=== TASK MATERIAL ===
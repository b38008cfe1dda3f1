//! A named slot holding a single byte value.
//!
//! The value lives in `<name>.item`, written whole on every `set`. The file
//! does not exist until the first `set`.

use crate::catalog::CollectionKind;
use crate::codec::{Decoder, Encoder};
use crate::file::FileError;

use super::{CollectionError, CollectionResult, Storage};

pub fn create(storage: &mut Storage, name: &str) -> CollectionResult<()> {
    storage.check_new_name(name)?;
    storage.catalog.add(name, CollectionKind::Item)?;
    Ok(())
}

pub fn drop(storage: &mut Storage, name: &str) -> CollectionResult<()> {
    storage.catalog.check(name, CollectionKind::Item)?;
    let path = storage.path(name, CollectionKind::Item, None);
    match storage.cache.remove_file(&path) {
        Ok(()) | Err(FileError::FileNotFound(_)) => {}
        Err(e) => return Err(e.into()),
    }
    storage.catalog.remove(name)?;
    Ok(())
}

pub fn get(storage: &mut Storage, name: &str) -> CollectionResult<Vec<u8>> {
    storage.catalog.check(name, CollectionKind::Item)?;
    let path = storage.path(name, CollectionKind::Item, None);
    let contents = match storage.cache.get_file(&path, 0, None) {
        Ok(contents) => contents,
        Err(FileError::FileNotFound(_)) => return Err(CollectionError::ItemNotSet(name.to_string())),
        Err(e) => return Err(e.into()),
    };
    Ok(Decoder::new(&contents).get_bytes()?)
}

pub fn set(storage: &mut Storage, name: &str, value: &[u8]) -> CollectionResult<()> {
    storage.catalog.check(name, CollectionKind::Item)?;
    let path = storage.path(name, CollectionKind::Item, None);
    let mut encoder = Encoder::new();
    encoder.put_bytes(value);
    storage.cache.set_file(&path, &encoder.finish())?;
    Ok(())
}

=== AIM OF THE TASK ===
Every line above should be reproduced precisely.

=== THE COMPLETED TASK ===
repository b38008cfe1dda3f1
//! A named slot holding a single byte value.
//!
//! The value lives in `<name>.item`, written whole on every `set`. The file
//! does not exist until the first `set`.

use crate::catalog::CollectionKind;
use crate::codec::{Decoder, Encoder};
use crate::file::FileError;

use super::{CollectionError, CollectionResult, Storage};

pub fn create(storage: &mut Storage, name: &str) -> CollectionResult<()> {
    storage.check_new_name(name)?;
    storage.catalog.add(name, CollectionKind::Item)?;
    Ok(())
}

pub fn drop(storage: &mut Storage, name: &str) -> CollectionResult<()> {
    storage.catalog.check(name, CollectionKind::Item)?;
    let path = storage.path(name, CollectionKind::Item, None);
    match storage.cache.remove_file(&path) {
        Ok(()) | Err(FileError::FileNotFound(_)) => {}
        Err(e) => return Err(e.into()),
    }
    storage.catalog.remove(name)?;
    Ok(())
}

pub fn get(storage: &mut Storage, name: &str) -> CollectionResult<Vec<u8>> {
    storage.catalog.check(name, CollectionKind::Item)?;
    let path = storage.path(name, CollectionKind::Item, None);
    let contents = match storage.cache.get_file(&path, 0, None) {
        Ok(contents) => contents,
        Err(FileError::FileNotFound(_)) => return Err(CollectionError::ItemNotSet(name.to_string())),
        Err(e) => return Err(e.into()),
    };
    Ok(Decoder::new(&contents).get_bytes()?)
}

pub fn set(storage: &mut Storage, name: &str, value: &[u8]) -> CollectionResult<()> {
    storage.catalog.check(name, CollectionKind::Item)?;
    let path = storage.path(name, CollectionKind::Item, None);
    let mut encoder = Encoder::new();
    encoder.put_bytes(value);
    storage.cache.set_file(&path, &encoder.finish())?;
    Ok(())
}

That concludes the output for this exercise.